| What is expected |
The output should be every line below that includes the word "network".

Data supplied START

//! Handlers for the `/admin` resources.
//!
//! Every endpoint requires the `admin` role via [`RequireAdmin`].

use axum::extract::{Path, State};
use axum::http::StatusCode;
use axum::response::IntoResponse;
use axum::Json;
use serde::Deserialize;
use webtoapp_core::error::CoreError;
use webtoapp_core::types::DbId;
use webtoapp_core::validation::{
    validate_plan, validate_required, validate_revenue_share, validate_role, PLAN_PRO,
};
use webtoapp_db::models::ad_source::{CreateAdSource, UpdateAdSource};
use webtoapp_db::models::payment_method::{CreatePaymentMethod, UpdatePaymentMethod};
use webtoapp_db::models::status::ReceiptStatus;
use webtoapp_db::models::user::UserResponse;
use webtoapp_db::repositories::{
    AdSourceRepo, AdminSettingRepo, PaymentMethodRepo, PaymentReceiptRepo, UserRepo,
};
use webtoapp_events::bus::{
    ENTITY_PAYMENT_RECEIPT, ENTITY_USER, RECEIPT_REVIEWED, USER_PLAN_CHANGED,
};
use webtoapp_events::{Notification, PlatformEvent};

use super::payments::ReceiptView;
use crate::error::{AppError, AppResult};
use crate::middleware::rbac::RequireAdmin;
use crate::response::DataResponse;
use crate::state::AppState;

// ---------------------------------------------------------------------------
// Request types
// ---------------------------------------------------------------------------

/// Request body for `PATCH /admin/users/{id}/plan`.
#[derive(Debug, Deserialize)]
pub struct UpdatePlanRequest {
    pub plan: String,
}

/// Request body for `PATCH /admin/users/{id}/role`.
#[derive(Debug, Deserialize)]
pub struct UpdateRoleRequest {
    pub role: String,
}

/// Request body for `PATCH /admin/payment-receipts/{id}`.
#[derive(Debug, Deserialize)]
pub struct ReviewReceiptRequest {
    /// `verified` or `rejected`.
    pub status: String,
}

/// Request body for `PUT /admin/settings/{key}`.
#[derive(Debug, Deserialize)]
pub struct SettingValue {
    pub value: String,
}

fn not_found(entity: &'static str, id: DbId) -> AppError {
    AppError::Core(CoreError::NotFound { entity, id })
}

// ---------------------------------------------------------------------------
// Users
// ---------------------------------------------------------------------------

/// GET /api/v1/admin/users
pub async fn list_users(
    RequireAdmin(_admin): RequireAdmin,
    State(state): State<AppState>,
) -> AppResult<impl IntoResponse> {
    let users = UserRepo::list(&state.pool).await?;
    let data: Vec<UserResponse> = users.into_iter().map(UserResponse::from).collect();
    Ok(Json(DataResponse { data }))
}

/// PATCH /api/v1/admin/users/{id}/plan
///
/// Change a user's plan. Moving a user onto `pro` emails an upgrade notice;
/// a failed send is logged and does not undo the change.
pub async fn update_user_plan(
    RequireAdmin(admin): RequireAdmin,
    State(state): State<AppState>,
    Path(user_id): Path<DbId>,
    Json(input): Json<UpdatePlanRequest>,
) -> AppResult<impl IntoResponse> {
    validate_plan(&input.plan)?;

    let previous = UserRepo::find_by_id(&state.pool, user_id)
        .await?
        .ok_or_else(|| not_found("User", user_id))?;
    let user = UserRepo::update_plan(&state.pool, user_id, &input.plan)
        .await?
        .ok_or_else(|| not_found("User", user_id))?;

    state.event_bus.publish(
        PlatformEvent::new(USER_PLAN_CHANGED)
            .with_source(ENTITY_USER, user.id)
            .with_actor(admin.user_id)
            .with_payload(serde_json::json!({
                "from": previous.plan,
                "to": user.plan,
            })),
    );

    if user.plan == PLAN_PRO && previous.plan != PLAN_PRO {
        let notification = Notification::PlanUpgraded {
            plan: user.plan.clone(),
        };
        if let Err(e) = state.notifier.notify(&user.email, &notification).await {
            tracing::warn!(user_id = user.id, error = %e, "Failed to send plan upgrade email");
        }
    }

    tracing::info!(
        user_id = user.id,
        admin_id = admin.user_id,
        plan = %user.plan,
        "User plan changed",
    );

    Ok(Json(DataResponse {
        data: UserResponse::from(user),
    }))
}

/// PATCH /api/v1/admin/users/{id}/role
///
/// Admins cannot demote themselves.
pub async fn update_user_role(
    RequireAdmin(admin): RequireAdmin,
    State(state): State<AppState>,
    Path(user_id): Path<DbId>,
    Json(input): Json<UpdateRoleRequest>,
) -> AppResult<impl IntoResponse> {
    validate_role(&input.role)?;
    if user_id == admin.user_id && input.role != admin.role {
        return Err(AppError::BadRequest("Cannot change your own role".into()));
    }

    let user = UserRepo::update_role(&state.pool, user_id, &input.role)
        .await?
        .ok_or_else(|| not_found("User", user_id))?;

    tracing::info!(user_id, admin_id = admin.user_id, role = %user.role, "User role changed");

    Ok(Json(DataResponse {
        data: UserResponse::from(user),
    }))
}

/// DELETE /api/v1/admin/users/{id}
///
/// Removes the user together with their apps and receipts. Admins cannot
/// delete their own account.
pub async fn delete_user(
    RequireAdmin(admin): RequireAdmin,
    State(state): State<AppState>,
    Path(user_id): Path<DbId>,
) -> AppResult<impl IntoResponse> {
    if user_id == admin.user_id {
        return Err(AppError::BadRequest("Cannot delete your own account".into()));
    }
    if !UserRepo::delete(&state.pool, user_id).await? {
        return Err(not_found("User", user_id));
    }

    tracing::info!(user_id, admin_id = admin.user_id, "User deleted");
    Ok(StatusCode::NO_CONTENT)
}

// ---------------------------------------------------------------------------
// Payment methods
// ---------------------------------------------------------------------------

/// GET /api/v1/admin/payment-methods
pub async fn list_payment_methods(
    RequireAdmin(_admin): RequireAdmin,
    State(state): State<AppState>,
) -> AppResult<impl IntoResponse> {
    let methods = PaymentMethodRepo::list(&state.pool).await?;
    Ok(Json(DataResponse { data: methods }))
}

/// POST /api/v1/admin/payment-methods
pub async fn create_payment_method(
    RequireAdmin(admin): RequireAdmin,
    State(state): State<AppState>,
    Json(input): Json<CreatePaymentMethod>,
) -> AppResult<impl IntoResponse> {
    validate_required("name", &input.name)?;
    validate_required("method_type", &input.method_type)?;
    validate_required("network", &input.network)?;
    validate_required("address", &input.address)?;

    let method = PaymentMethodRepo::create(&state.pool, &input).await?;
    tracing::info!(
        payment_method_id = method.id,
        admin_id = admin.user_id,
        "Payment method created",
    );
    Ok((StatusCode::CREATED, Json(DataResponse { data: method })))
}

/// PATCH /api/v1/admin/payment-methods/{id}
pub async fn update_payment_method(
    RequireAdmin(admin): RequireAdmin,
    State(state): State<AppState>,
    Path(id): Path<DbId>,
    Json(input): Json<UpdatePaymentMethod>,
) -> AppResult<impl IntoResponse> {
    for (field, value) in [
        ("name", &input.name),
        ("method_type", &input.method_type),
        ("network", &input.network),
        ("address", &input.address),
    ] {
        if let Some(value) = value {
            validate_required(field, value)?;
        }
    }

    let method = PaymentMethodRepo::update(&state.pool, id, &input)
        .await?
        .ok_or_else(|| not_found("PaymentMethod", id))?;
    tracing::info!(payment_method_id = id, admin_id = admin.user_id, "Payment method updated");
    Ok(Json(DataResponse { data: method }))
}

/// DELETE /api/v1/admin/payment-methods/{id}
pub async fn delete_payment_method(
    RequireAdmin(admin): RequireAdmin,
    State(state): State<AppState>,
    Path(id): Path<DbId>,
) -> AppResult<impl IntoResponse> {
    if !PaymentMethodRepo::delete(&state.pool, id).await? {
        return Err(not_found("PaymentMethod", id));
    }
    tracing::info!(payment_method_id = id, admin_id = admin.user_id, "Payment method deleted");
    Ok(StatusCode::NO_CONTENT)
}

// ---------------------------------------------------------------------------
// Ad sources
// ---------------------------------------------------------------------------

/// GET /api/v1/admin/ad-sources
pub async fn list_ad_sources(
    RequireAdmin(_admin): RequireAdmin,
    State(state): State<AppState>,
) -> AppResult<impl IntoResponse> {
    let sources = AdSourceRepo::list(&state.pool).await?;
    Ok(Json(DataResponse { data: sources }))
}

/// POST /api/v1/admin/ad-sources
pub async fn create_ad_source(
    RequireAdmin(admin): RequireAdmin,
    State(state): State<AppState>,
    Json(input): Json<CreateAdSource>,
) -> AppResult<impl IntoResponse> {
    validate_required("name", &input.name)?;
    validate_required("source_type", &input.source_type)?;
    validate_revenue_share(input.revenue_share)?;

    let source = AdSourceRepo::create(&state.pool, &input).await?;
    tracing::info!(ad_source_id = source.id, admin_id = admin.user_id, "Ad source created");
    Ok((StatusCode::CREATED, Json(DataResponse { data: source })))
}

/// PATCH /api/v1/admin/ad-sources/{id}
pub async fn update_ad_source(
    RequireAdmin(admin): RequireAdmin,
    State(state): State<AppState>,
    Path(id): Path<DbId>,
    Json(input): Json<UpdateAdSource>,
) -> AppResult<impl IntoResponse> {
    if let Some(share) = input.revenue_share {
        validate_revenue_share(share)?;
    }

    let source = AdSourceRepo::update(&state.pool, id, &input)
        .await?
        .ok_or_else(|| not_found("AdSource", id))?;
    tracing::info!(ad_source_id = id, admin_id = admin.user_id, "Ad source updated");
    Ok(Json(DataResponse { data: source }))
}

/// DELETE /api/v1/admin/ad-sources/{id}
pub async fn delete_ad_source(
    RequireAdmin(admin): RequireAdmin,
    State(state): State<AppState>,
    Path(id): Path<DbId>,
) -> AppResult<impl IntoResponse> {
    if !AdSourceRepo::delete(&state.pool, id).await? {
        return Err(not_found("AdSource", id));
    }
    tracing::info!(ad_source_id = id, admin_id = admin.user_id, "Ad source deleted");
    Ok(StatusCode::NO_CONTENT)
}

// ---------------------------------------------------------------------------
// Payment receipts
// ---------------------------------------------------------------------------

/// GET /api/v1/admin/payment-receipts
pub async fn list_all_receipts(
    RequireAdmin(_admin): RequireAdmin,
    State(state): State<AppState>,
) -> AppResult<impl IntoResponse> {
    let receipts = PaymentReceiptRepo::list_all(&state.pool).await?;
    let data: Vec<ReceiptView> = receipts.into_iter().map(ReceiptView::from).collect();
    Ok(Json(DataResponse { data }))
}

/// PATCH /api/v1/admin/payment-receipts/{id}
///
/// Mark a receipt `verified` (stamps `verified_at`) or `rejected`.
pub async fn review_receipt(
    RequireAdmin(admin): RequireAdmin,
    State(state): State<AppState>,
    Path(id): Path<DbId>,
    Json(input): Json<ReviewReceiptRequest>,
) -> AppResult<impl IntoResponse> {
    let status = match ReceiptStatus::from_name(&input.status) {
        Some(s @ (ReceiptStatus::Verified | ReceiptStatus::Rejected)) => s,
        _ => {
            return Err(AppError::Core(CoreError::Validation(format!(
                "Invalid status '{}'. Must be one of: verified, rejected",
                input.status
            ))))
        }
    };

    let receipt = PaymentReceiptRepo::set_status(&state.pool, id, status)
        .await?
        .ok_or_else(|| not_found("PaymentReceipt", id))?;

    state.event_bus.publish(
        PlatformEvent::new(RECEIPT_REVIEWED)
            .with_source(ENTITY_PAYMENT_RECEIPT, receipt.id)
            .with_actor(admin.user_id)
            .with_payload(serde_json::json!({ "status": status.name() })),
    );

    tracing::info!(
        receipt_id = id,
        admin_id = admin.user_id,
        status = status.name(),
        "Payment receipt reviewed",
    );

    Ok(Json(DataResponse {
        data: ReceiptView::from(receipt),
    }))
}

// ---------------------------------------------------------------------------
// Settings
// ---------------------------------------------------------------------------

/// GET /api/v1/admin/settings/{key}
pub async fn get_setting(
    RequireAdmin(_admin): RequireAdmin,
    State(state): State<AppState>,
    Path(key): Path<String>,
) -> AppResult<impl IntoResponse> {
    let setting = AdminSettingRepo::get(&state.pool, &key)
        .await?
        .ok_or_else(|| AppError::NotFound(format!("Setting '{key}' not found")))?;
    Ok(Json(DataResponse { data: setting }))
}

/// PUT /api/v1/admin/settings/{key}
pub async fn put_setting(
    RequireAdmin(admin): RequireAdmin,
    State(state): State<AppState>,
    Path(key): Path<String>,
    Json(input): Json<SettingValue>,
) -> AppResult<impl IntoResponse> {
    let setting = AdminSettingRepo::upsert(&state.pool, &key, &input.value).await?;
    tracing::info!(key = %key, admin_id = admin.user_id, "Admin setting saved");
    Ok(Json(DataResponse { data: setting }))
}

Data supplied END

| Task solution |
    validate_required("network", &input.network)?;
        ("network", &input.network),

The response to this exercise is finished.